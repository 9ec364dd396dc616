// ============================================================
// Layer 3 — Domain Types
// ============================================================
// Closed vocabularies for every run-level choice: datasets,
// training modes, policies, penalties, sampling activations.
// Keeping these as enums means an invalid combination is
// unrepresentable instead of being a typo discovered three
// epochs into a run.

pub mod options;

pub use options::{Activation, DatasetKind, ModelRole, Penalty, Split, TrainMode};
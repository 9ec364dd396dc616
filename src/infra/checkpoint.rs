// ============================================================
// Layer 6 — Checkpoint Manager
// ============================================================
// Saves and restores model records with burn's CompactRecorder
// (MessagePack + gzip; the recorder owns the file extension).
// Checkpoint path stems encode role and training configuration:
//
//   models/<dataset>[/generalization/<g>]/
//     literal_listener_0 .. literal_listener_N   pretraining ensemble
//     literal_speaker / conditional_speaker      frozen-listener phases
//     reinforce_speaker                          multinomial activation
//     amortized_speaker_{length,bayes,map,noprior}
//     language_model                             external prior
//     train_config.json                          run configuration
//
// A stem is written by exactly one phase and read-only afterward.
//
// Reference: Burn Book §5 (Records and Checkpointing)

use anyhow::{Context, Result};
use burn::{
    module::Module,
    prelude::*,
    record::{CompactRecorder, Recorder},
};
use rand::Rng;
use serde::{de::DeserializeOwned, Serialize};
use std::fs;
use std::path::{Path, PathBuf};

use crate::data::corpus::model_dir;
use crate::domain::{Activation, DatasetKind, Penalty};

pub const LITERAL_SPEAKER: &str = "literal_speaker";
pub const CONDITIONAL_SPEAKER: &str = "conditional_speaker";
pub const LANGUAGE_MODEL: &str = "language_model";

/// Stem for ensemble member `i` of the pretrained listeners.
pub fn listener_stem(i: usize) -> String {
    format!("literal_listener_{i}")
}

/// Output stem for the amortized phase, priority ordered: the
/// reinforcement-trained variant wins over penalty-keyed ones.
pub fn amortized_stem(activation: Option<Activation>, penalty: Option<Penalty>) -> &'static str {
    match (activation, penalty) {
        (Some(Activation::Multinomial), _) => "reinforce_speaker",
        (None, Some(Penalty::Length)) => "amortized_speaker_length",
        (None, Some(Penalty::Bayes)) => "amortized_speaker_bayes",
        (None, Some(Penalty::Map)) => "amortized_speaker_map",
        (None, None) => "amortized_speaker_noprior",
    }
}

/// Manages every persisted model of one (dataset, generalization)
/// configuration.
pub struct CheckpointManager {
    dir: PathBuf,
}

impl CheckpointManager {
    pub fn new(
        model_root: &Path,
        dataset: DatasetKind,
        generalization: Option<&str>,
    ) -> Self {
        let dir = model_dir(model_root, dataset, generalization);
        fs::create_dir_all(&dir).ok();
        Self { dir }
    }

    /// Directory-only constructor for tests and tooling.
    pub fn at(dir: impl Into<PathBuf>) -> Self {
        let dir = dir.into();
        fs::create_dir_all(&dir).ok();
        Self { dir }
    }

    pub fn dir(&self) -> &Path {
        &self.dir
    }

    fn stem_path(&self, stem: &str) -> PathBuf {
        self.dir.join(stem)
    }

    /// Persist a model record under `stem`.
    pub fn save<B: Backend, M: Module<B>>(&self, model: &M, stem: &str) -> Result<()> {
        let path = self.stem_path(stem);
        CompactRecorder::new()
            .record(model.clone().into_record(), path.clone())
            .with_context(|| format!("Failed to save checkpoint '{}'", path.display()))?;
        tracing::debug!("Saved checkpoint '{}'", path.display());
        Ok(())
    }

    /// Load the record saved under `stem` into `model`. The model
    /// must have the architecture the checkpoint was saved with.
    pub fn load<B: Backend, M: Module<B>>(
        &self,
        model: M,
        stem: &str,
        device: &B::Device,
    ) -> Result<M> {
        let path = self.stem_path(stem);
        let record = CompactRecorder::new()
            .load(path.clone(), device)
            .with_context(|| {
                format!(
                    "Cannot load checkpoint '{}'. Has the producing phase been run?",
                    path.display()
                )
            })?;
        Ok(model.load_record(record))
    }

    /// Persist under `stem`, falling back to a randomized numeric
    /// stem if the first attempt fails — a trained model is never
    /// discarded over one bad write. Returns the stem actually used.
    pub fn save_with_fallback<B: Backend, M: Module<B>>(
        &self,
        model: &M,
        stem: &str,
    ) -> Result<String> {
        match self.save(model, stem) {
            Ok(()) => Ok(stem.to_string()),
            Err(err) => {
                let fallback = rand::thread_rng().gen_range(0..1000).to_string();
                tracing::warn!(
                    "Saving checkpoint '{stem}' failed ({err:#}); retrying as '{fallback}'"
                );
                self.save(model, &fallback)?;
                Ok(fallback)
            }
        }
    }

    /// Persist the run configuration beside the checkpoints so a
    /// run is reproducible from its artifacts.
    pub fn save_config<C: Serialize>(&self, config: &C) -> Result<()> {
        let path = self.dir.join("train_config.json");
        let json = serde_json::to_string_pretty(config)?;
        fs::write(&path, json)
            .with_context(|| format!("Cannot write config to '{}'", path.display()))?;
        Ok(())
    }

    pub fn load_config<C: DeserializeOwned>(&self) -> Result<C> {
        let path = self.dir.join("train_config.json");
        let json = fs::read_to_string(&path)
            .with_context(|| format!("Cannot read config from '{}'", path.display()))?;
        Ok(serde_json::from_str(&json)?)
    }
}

++++++++++++++++++++

• _Required work_: Beginning at the top of the data, please return every line until and including the line containing "over penalty-keyed ones.", copied exactly, and nothing past it.

• _Worked solution_:
repository 9ec364dd396dc616
// ============================================================
// Layer 3 — Domain Types
// ============================================================
// Closed vocabularies for every run-level choice: datasets,
// training modes, policies, penalties, sampling activations.
// Keeping these as enums means an invalid combination is
// unrepresentable instead of being a typo discovered three
// epochs into a run.

pub mod options;

pub use options::{Activation, DatasetKind, ModelRole, Penalty, Split, TrainMode};
repository 9ec364dd396dc616
filename src/infra/checkpoint.rs
// ============================================================
// Layer 6 — Checkpoint Manager
// ============================================================
// Saves and restores model records with burn's CompactRecorder
// (MessagePack + gzip; the recorder owns the file extension).
// Checkpoint path stems encode role and training configuration:
//
//   models/<dataset>[/generalization/<g>]/
//     literal_listener_0 .. literal_listener_N   pretraining ensemble
//     literal_speaker / conditional_speaker      frozen-listener phases
//     reinforce_speaker                          multinomial activation
//     amortized_speaker_{length,bayes,map,noprior}
//     language_model                             external prior
//     train_config.json                          run configuration
//
// A stem is written by exactly one phase and read-only afterward.
//
// Reference: Burn Book §5 (Records and Checkpointing)

use anyhow::{Context, Result};
use burn::{
    module::Module,
    prelude::*,
    record::{CompactRecorder, Recorder},
};
use rand::Rng;
use serde::{de::DeserializeOwned, Serialize};
use std::fs;
use std::path::{Path, PathBuf};

use crate::data::corpus::model_dir;
use crate::domain::{Activation, DatasetKind, Penalty};

pub const LITERAL_SPEAKER: &str = "literal_speaker";
pub const CONDITIONAL_SPEAKER: &str = "conditional_speaker";
pub const LANGUAGE_MODEL: &str = "language_model";

/// Stem for ensemble member `i` of the pretrained listeners.
pub fn listener_stem(i: usize) -> String {
    format!("literal_listener_{i}")
}

/// Output stem for the amortized phase, priority ordered: the
/// reinforcement-trained variant wins over penalty-keyed ones.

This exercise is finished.